Any photo with my beautiful and beloved fianceé Carmen will fetch a minimum of 30 likes, on average 50-60, and some where she’s particularly ravishing, and therefore distracting people from this ugly mug, have surpassed the century mark. An update with progress in my Peace Corps service, where I so admirably help underprivileged children at a comfortable distance from home, can rake in 20-40 likes, depending on how cute the kids in the picture are. Funny anecdotes or cultural musings average anywhere between 10 and 20 thumbs up and finally, the lowest of the low, are my posts that touch anything on the political spectrum. For example, my support of a Youtube video called Todos Somos Mexicanos (We Are All Mexicans), which was made in light of Donald Trump’s remarks, has gotten a solid total of two (one from my ever-supportive fianceé and the other from a friend of Mexican descent). And, I have to say, that really hurts.

For three solid years I have felt like a darling due to my adventures abroad. A year of traveling and partying in Spain followed by two altruistic ones with the Peace Corps in Colombia resulted in a mildly successful blog, family and friends mentioning how I was in an exotic land, and hundreds of answers to the broadest of questions: “What’s Colombia/Spain like?” As a shy guy by nature, I will not deny I loved the attention at first, but thankfully it’s not why I travel. I do it to build a deeper understanding of cultures I do not know, but as we know march on past the three year mark, my Facebook notifications show that I’m not so novel anymore.
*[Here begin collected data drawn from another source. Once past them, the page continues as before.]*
//! Local persistence of study material
//!
//! Saved notes, flashcard sets and quizzes live as JSON arrays in one file
//! per collection under a data directory. Every record gets an id and a
//! creation timestamp when it is saved.

use std::collections::BTreeMap;
use std::fs;
use std::io;
use std::path::{Path, PathBuf};

use chrono::{DateTime, Utc};
use serde::de::DeserializeOwned;
use serde::{Deserialize, Serialize};
use tracing::{debug, info};

use crate::api::Difficulty;
use crate::parser::{Choice, Flashcard, QuizRecord};

/// Identifier of a saved record
///
/// Ids are millisecond timestamps, bumped when two saves land in the same
/// millisecond, so they grow in save order within a collection.
pub type RecordId = i64;

/// The collections kept by the store
#[derive(Debug, Clone, Copy, PartialEq, Eq)]
pub enum Collection {
    Notes,
    FlashcardSets,
    Quizzes,
}

impl Collection {
    fn file_name(&self) -> &'static str {
        match self {
            Collection::Notes => "notes.json",
            Collection::FlashcardSets => "flashcards.json",
            Collection::Quizzes => "quizzes.json",
        }
    }
}

/// Store errors
#[derive(Debug, thiserror::Error)]
pub enum StoreError {
    #[error("I/O error on {path}: {source}")]
    Io {
        path: PathBuf,
        #[source]
        source: io::Error,
    },

    #[error("{path} is not a valid record file: {source}")]
    Corrupt {
        path: PathBuf,
        #[source]
        source: serde_json::Error,
    },
}

/// Something the store can stamp with an id
trait Record: Serialize + DeserializeOwned {
    fn id(&self) -> RecordId;
}

/// A highlighted passage kept for later
#[derive(Debug, Clone, PartialEq, Eq, Serialize, Deserialize)]
pub struct Note {
    pub id: RecordId,
    pub content: String,
    pub created_at: DateTime<Utc>,
}

/// A saved deck of flashcards
#[derive(Debug, Clone, PartialEq, Eq, Serialize, Deserialize)]
pub struct FlashcardSet {
    pub id: RecordId,
    pub subject: String,
    pub cards: Vec<Flashcard>,
    pub created_at: DateTime<Utc>,
}

/// How many answers of a quiz were right
#[derive(Debug, Clone, Copy, Default, PartialEq, Eq, Serialize, Deserialize)]
pub struct Score {
    pub correct: usize,
    pub total: usize,
    pub percentage: u32,
}

impl Score {
    /// Scores `answers` (question position → chosen label) against `questions`
    pub fn calculate(questions: &[QuizRecord], answers: &BTreeMap<usize, Choice>) -> Self {
        if questions.is_empty() {
            return Self::default();
        }

        let correct = questions
            .iter()
            .enumerate()
            .filter(|(idx, question)| {
                question.correct_answer.is_some() && answers.get(idx) == question.correct_answer.as_ref()
            })
            .count();
        let total = questions.len();
        let percentage = ((correct as f64 / total as f64) * 100.0).round() as u32;

        Self {
            correct,
            total,
            percentage,
        }
    }
}

/// A quiz with the answers given and the resulting score
#[derive(Debug, Clone, PartialEq, Eq, Serialize, Deserialize)]
pub struct SavedQuiz {
    pub id: RecordId,
    pub topic: String,
    pub difficulty: Difficulty,
    pub questions: Vec<QuizRecord>,
    pub user_answers: BTreeMap<usize, Choice>,
    pub score: Score,
    pub created_at: DateTime<Utc>,
}

impl Record for Note {
    fn id(&self) -> RecordId {
        self.id
    }
}

impl Record for FlashcardSet {
    fn id(&self) -> RecordId {
        self.id
    }
}

impl Record for SavedQuiz {
    fn id(&self) -> RecordId {
        self.id
    }
}

/// File-backed store rooted at a data directory
#[derive(Debug, Clone)]
pub struct LocalStore {
    root: PathBuf,
}

impl LocalStore {
    /// Creates a store rooted at `root`; the directory is created on first save
    pub fn new(root: impl Into<PathBuf>) -> Self {
        Self { root: root.into() }
    }

    /// The default data directory, `<platform data dir>/studymate`
    pub fn default_root() -> PathBuf {
        dirs::data_dir()
            .unwrap_or_else(|| PathBuf::from("."))
            .join("studymate")
    }

    pub fn root(&self) -> &Path {
        &self.root
    }

    // Notes

    pub fn save_note(&self, content: impl Into<String>) -> Result<Note, StoreError> {
        let content = content.into();
        self.append(Collection::Notes, |id, created_at| Note {
            id,
            content,
            created_at,
        })
    }

    pub fn notes(&self) -> Result<Vec<Note>, StoreError> {
        self.load(Collection::Notes)
    }

    pub fn delete_note(&self, id: RecordId) -> Result<bool, StoreError> {
        self.delete::<Note>(Collection::Notes, id)
    }

    // Flashcard sets

    pub fn save_flashcard_set(
        &self,
        subject: impl Into<String>,
        cards: Vec<Flashcard>,
    ) -> Result<FlashcardSet, StoreError> {
        let subject = subject.into();
        self.append(Collection::FlashcardSets, |id, created_at| FlashcardSet {
            id,
            subject,
            cards,
            created_at,
        })
    }

    pub fn flashcard_sets(&self) -> Result<Vec<FlashcardSet>, StoreError> {
        self.load(Collection::FlashcardSets)
    }

    pub fn flashcard_set(&self, id: RecordId) -> Result<Option<FlashcardSet>, StoreError> {
        Ok(self.flashcard_sets()?.into_iter().find(|set| set.id == id))
    }

    pub fn delete_flashcard_set(&self, id: RecordId) -> Result<bool, StoreError> {
        self.delete::<FlashcardSet>(Collection::FlashcardSets, id)
    }

    // Quizzes

    /// Saves a quiz, scoring `user_answers` against the questions
    pub fn save_quiz(
        &self,
        topic: impl Into<String>,
        difficulty: Difficulty,
        questions: Vec<QuizRecord>,
        user_answers: BTreeMap<usize, Choice>,
    ) -> Result<SavedQuiz, StoreError> {
        let topic = topic.into();
        let score = Score::calculate(&questions, &user_answers);
        self.append(Collection::Quizzes, |id, created_at| SavedQuiz {
            id,
            topic,
            difficulty,
            questions,
            user_answers,
            score,
            created_at,
        })
    }

    pub fn quizzes(&self) -> Result<Vec<SavedQuiz>, StoreError> {
        self.load(Collection::Quizzes)
    }

    pub fn quiz(&self, id: RecordId) -> Result<Option<SavedQuiz>, StoreError> {
        Ok(self.quizzes()?.into_iter().find(|quiz| quiz.id == id))
    }

    pub fn delete_quiz(&self, id: RecordId) -> Result<bool, StoreError> {
        self.delete::<SavedQuiz>(Collection::Quizzes, id)
    }

    // Generic collection access

    fn path(&self, collection: Collection) -> PathBuf {
        self.root.join(collection.file_name())
    }

    /// Loads a collection; a missing file is an empty collection
    fn load<T: Record>(&self, collection: Collection) -> Result<Vec<T>, StoreError> {
        let path = self.path(collection);
        let raw = match fs::read_to_string(&path) {
            Ok(raw) => raw,
            Err(err) if err.kind() == io::ErrorKind::NotFound => return Ok(Vec::new()),
            Err(source) => return Err(StoreError::Io { path, source }),
        };

        serde_json::from_str(&raw).map_err(|source| StoreError::Corrupt { path, source })
    }

    fn store<T: Record>(&self, collection: Collection, records: &[T]) -> Result<(), StoreError> {
        let path = self.path(collection);
        fs::create_dir_all(&self.root).map_err(|source| StoreError::Io {
            path: self.root.clone(),
            source,
        })?;

        let json = serde_json::to_string_pretty(records).map_err(|source| StoreError::Corrupt {
            path: path.clone(),
            source,
        })?;

        // write then rename so a crash never leaves a half-written file
        let staging = path.with_extension("json.tmp");
        fs::write(&staging, json).map_err(|source| StoreError::Io {
            path: staging.clone(),
            source,
        })?;
        fs::rename(&staging, &path).map_err(|source| StoreError::Io { path, source })
    }

    fn append<T, F>(&self, collection: Collection, build: F) -> Result<T, StoreError>
    where
        T: Record + Clone,
        F: FnOnce(RecordId, DateTime<Utc>) -> T,
    {
        let mut records: Vec<T> = self.load(collection)?;
        let created_at = Utc::now();
        let newest = records.iter().map(Record::id).max();
        let id = next_id(created_at.timestamp_millis(), newest);

        let record = build(id, created_at);
        records.push(record.clone());
        self.store(collection, &records)?;

        info!(?collection, id, "saved record");
        Ok(record)
    }

    fn delete<T: Record>(&self, collection: Collection, id: RecordId) -> Result<bool, StoreError> {
        let mut records: Vec<T> = self.load(collection)?;
        let before = records.len();
        records.retain(|record| record.id() != id);

        if records.len() == before {
            debug!(?collection, id, "nothing to delete");
            return Ok(false);
        }

        self.store(collection, &records)?;
        info!(?collection, id, "deleted record");
        Ok(true)
    }
}

fn next_id(now_millis: i64, newest: Option<RecordId>) -> RecordId {
    match newest {
        Some(newest) if newest >= now_millis => newest.saturating_add(1),
        _ => now_millis,
    }
}

#[cfg(test)]
mod tests {
    use super::*;
    use pretty_assertions::assert_eq;

    fn question(correct: Choice) -> QuizRecord {
        QuizRecord {
            question: "q".to_string(),
            options: Choice::ALL
                .iter()
                .map(|c| (*c, format!("option {}", c)))
                .collect(),
            correct_answer: Some(correct),
            explanation: String::new(),
        }
    }

    #[test]
    fn test_next_id_is_strictly_increasing() {
        assert_eq!(next_id(1_000, None), 1_000);
        assert_eq!(next_id(1_000, Some(999)), 1_000);
        assert_eq!(next_id(1_000, Some(1_000)), 1_001);
        assert_eq!(next_id(1_000, Some(1_500)), 1_501);
    }

    #[test]
    fn test_next_id_saturates_at_max() {
        assert_eq!(next_id(1_000, Some(i64::MAX)), i64::MAX);
    }

    #[test]
    fn test_score_calculation() {
        let questions = vec![question(Choice::A), question(Choice::B), question(Choice::C)];
        let answers: BTreeMap<usize, Choice> =
            [(0, Choice::A), (1, Choice::D), (2, Choice::C)].into_iter().collect();

        assert_eq!(
            Score::calculate(&questions, &answers),
            Score {
                correct: 2,
                total: 3,
                percentage: 67,
            }
        );
    }

    #[test]
    fn test_score_of_empty_quiz_is_zero() {
        assert_eq!(Score::calculate(&[], &BTreeMap::new()), Score::default());
    }

    #[test]
    fn test_unanswered_questions_count_as_wrong() {
        let questions = vec![question(Choice::A), question(Choice::B)];
        let answers: BTreeMap<usize, Choice> = [(0, Choice::A)].into_iter().collect();
        let score = Score::calculate(&questions, &answers);
        assert_eq!(score.correct, 1);
        assert_eq!(score.percentage, 50);
    }

    #[test]
    fn test_collection_files() {
        let store = LocalStore::new("/tmp/studymate-test");
        assert_eq!(
            store.path(Collection::FlashcardSets),
            PathBuf::from("/tmp/studymate-test/flashcards.json")
        );
    }
}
My posts have morphed from silly shenanigans and a shameless list of “Look where I am”s to what I feel are critical and pertinent issues. Let me tell you, it seems that few prefer the latter.

I’m not upset by the fact that my opinion isn’t being validated by dozens of Likes, but instead by the fact that it is creating almost no kind of reaction, not even a negative one! My support for immigrants, my reflections on the crisis in Syria, my insistence on racial and religious acceptance, and all-else political end up with an abysmal amount of clicks. Just two weeks ago a picture of my dinner earned 23 Likes while two days later my sharing of James Blake being shamelessly and unjustifiably slammed to the concrete got a mere 2(not the same two as before, I promise).

What does this mean? It could be that the stork read Ohio instead of Oregon and mistakenly dropped off this leftist, wanderlustin’ hippie in a largely conservative small town. Or maybe my novelty has simply worn off after 3+ years of living abroad, evidenced by my dad’s recent question of “Is it out of your system yet?” referring to me returning home after Peace Corps. But the most immediate and easiest answer is that social media is no different than face-to-face communication in that nobody wants to talk about religion or politics. While this is probably the case, I can’t let it rest at that. Now that Likes allow us to statistically see how popular a topic is, it seems crucial to me to reflect on it.

Perhaps it was inevitable the moment I joined the Peace Corps, but I’ve become political. There are things that I see here that I never did in my sheltered American life, things that force you to empathize with those that are different from you. Therefore any time I see an injustice towards a human or animal, it conjures up a response that many prefer to ignore. I see it not only as my right, but as my duty, to verbally, virtually, and visually show my support for the people who I believe are being wronged, and for some reason that just doesn’t sit well with people. It doesn’t matter what side of fence you fall on, but for God’s sake don’t cling to the top of that fence with the fear of falling.

Just as I don’t say stuff to just say it, nor do I post it on Facebook. I hate how dependent the world has become on social media, but I don’t deny it’s power. So instead of taking a bullhorn to the town plaza and blabbering while people throw rocks at me, I take to Facebook to voice my opinion. Neither the goal nor the expectation is to have everyone like(in the traditional sense) what I say, but I would like people to at least see it, reflect upon it, and in the best case scenario respond to it, positively or not.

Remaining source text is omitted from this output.